GSEA preranked with DESeq2 in a RNA-seq

2

Entering edit mode

3.5 years ago

Rafael Soler ★ 1.2k

Hi!

I am trying to perform a GSEA preranked analysis from a paired RNAseq analysis, and I have 2 questions:

When the DESeq2 analysis is performed, a lot of genes include NAs values inside the dataframe, in the columns of Log2FC, padj, etc. To perform the GSEA, we have to use ALL the genes, and I think that is obvious that I have to eliminate the NAs values from Log2FC (if it is the value of ranking the list), but what happen with the NAs values in padj genes?? They have their own Log2FC value (altough the padj is NAs). Should I remove them? Or put them all in the analysis?
Which value of the DESeq2 results should I use to prerank the genes? The Log2FC? The stat?

Thanks a lot!! :D

DESeq2 GSEA RNA-seq Preranked • 1.8k views

ADD COMMENT • link updated 3.5 years ago by ATpoint 81k • written 3.5 years ago by Rafael Soler ★ 1.2k

score 1 · Answer 1 · 2020-10-07

I personally rank by -log10(p) * logFC, where p is the nominal ("raw") p-value and the logFC is simply the fold change. That will give you positive values for FCs > 0 and vice versa. The advantage of raw p-values over padj is that it contains fewer ties (e.g. the many NAs or 1s) after the independent filtering or if power is low. You do not want ties since the GSEA methodology relies on a continuous ranking of genes. You can also rank by logFC alone, e.g. after using lfcShrink. I do not use logFC since I use edgeR for DE analysis and it does not explicitely offer fold change shrinkage to correct the logFCs, therefore you get large FCs when counts are low. I therefore use the p-value to somewhat correct for this (p for large FCs at low counts are often high), so somewhat penalizing these large / unreliable FCs.
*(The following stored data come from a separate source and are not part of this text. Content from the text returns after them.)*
//! NDC coverage overview: which gas/sector pairs each country's NDC covers

use gst_io::{CoverageMatrix, NdcCoverage};
use serde::{Deserialize, Serialize};

use crate::config::FigureStyle;
use crate::export::{ExportFormat, PlotPlan};

/// A gas by sector grid of coverage shares plus the per-country matrix
#[derive(Debug, Clone, PartialEq, Serialize, Deserialize)]
pub struct NdcCoveragePlan {
    /// Whether missing information was counted as covered
    pub optimistic: bool,
    pub gases: Vec<String>,
    pub sectors: Vec<String>,
    /// `share[gas][sector]`, the fraction of countries covering the pair;
    /// `NaN` where the dataset has no such column
    pub share: Vec<Vec<f64>>,
    pub matrix: CoverageMatrix,
    pub title: String,
    pub style: FigureStyle,
    pub file_name: String,
}

impl NdcCoveragePlan {
    pub fn build(coverage: &NdcCoverage, optimistic: bool, format: ExportFormat) -> Self {
        let matrix = coverage.coverage_matrix(optimistic);
        let gases: Vec<String> = matrix.gases().into_iter().map(String::from).collect();
        let sectors: Vec<String> = matrix.sectors().into_iter().map(String::from).collect();

        let shares = matrix.share_covered();
        let mut share = vec![vec![f64::NAN; sectors.len()]; gases.len()];
        for (combination, value) in matrix.combinations.iter().zip(shares) {
            let g = gases.iter().position(|g| *g == combination.gas);
            let s = sectors.iter().position(|s| *s == combination.sector);
            if let (Some(g), Some(s)) = (g, s) {
                share[g][s] = value;
            }
        }

        let reading = if optimistic { "optimistic" } else { "pessimistic" };
        tracing::debug!(
            countries = matrix.countries.len(),
            reading,
            "NDC coverage plan"
        );

        Self {
            optimistic,
            title: format!(
                "NDC coverage by gas and sector (no information counted as {})",
                if optimistic { "covered" } else { "not covered" }
            ),
            file_name: format!("ndc_coverage-{}.{}", reading, format.extension()),
            gases,
            sectors,
            share,
            matrix,
            style: FigureStyle::default(),
        }
    }

    pub fn with_style(mut self, style: FigureStyle) -> Self {
        self.style = style;
        self
    }
}

impl PlotPlan for NdcCoveragePlan {
    fn file_name(&self) -> &str {
        &self.file_name
    }
}

#[cfg(test)]
mod tests {
    use super::*;
    use gst_io::RawTable;

    fn coverage() -> NdcCoverage {
        let raw = RawTable::new(
            vec![
                "ISO3".to_string(),
                "CO2 Energy".to_string(),
                "CH4 Energy".to_string(),
                "CO2 Waste".to_string(),
            ],
            vec![
                vec!["EGY".into(), "Covered".into(), "NoInformation".into(), "Covered".into()],
                vec!["CHL".into(), "Covered".into(), "NotCovered".into(), "NoInformation".into()],
            ],
        );
        NdcCoverage::from_raw(&raw).unwrap()
    }

    #[test]
    fn test_share_grid() {
        let plan = NdcCoveragePlan::build(&coverage(), false, ExportFormat::Png);

        assert_eq!(plan.gases, vec!["CO2", "CH4"]);
        assert_eq!(plan.sectors, vec!["Energy", "Waste"]);
        assert_eq!(plan.share[0], vec![1.0, 0.5]);
        assert_eq!(plan.share[1][0], 0.0);
        // no CH4 Waste column
        assert!(plan.share[1][1].is_nan());
        assert_eq!(plan.file_name, "ndc_coverage-pessimistic.png");
    }

    #[test]
    fn test_optimistic_reading() {
        let plan = NdcCoveragePlan::build(&coverage(), true, ExportFormat::Svg);
        assert_eq!(plan.share[0], vec![1.0, 1.0]);
        assert_eq!(plan.share[1][0], 0.5);
        assert!(plan.title.ends_with("counted as covered)"));
        assert_eq!(plan.file_name, "ndc_coverage-optimistic.svg");
    }
}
I also have seen others using the stat column of DESeq2::results(), the F statistics column etc., depending on what the tool you use outputs. Technically it must be something that assigns ranks to each genes sorted by fold change direction and "significance" where "significance" is something that can be defined by the user, logFC, p-values, or anything else, whatever you find reasonable in the context of your experiment.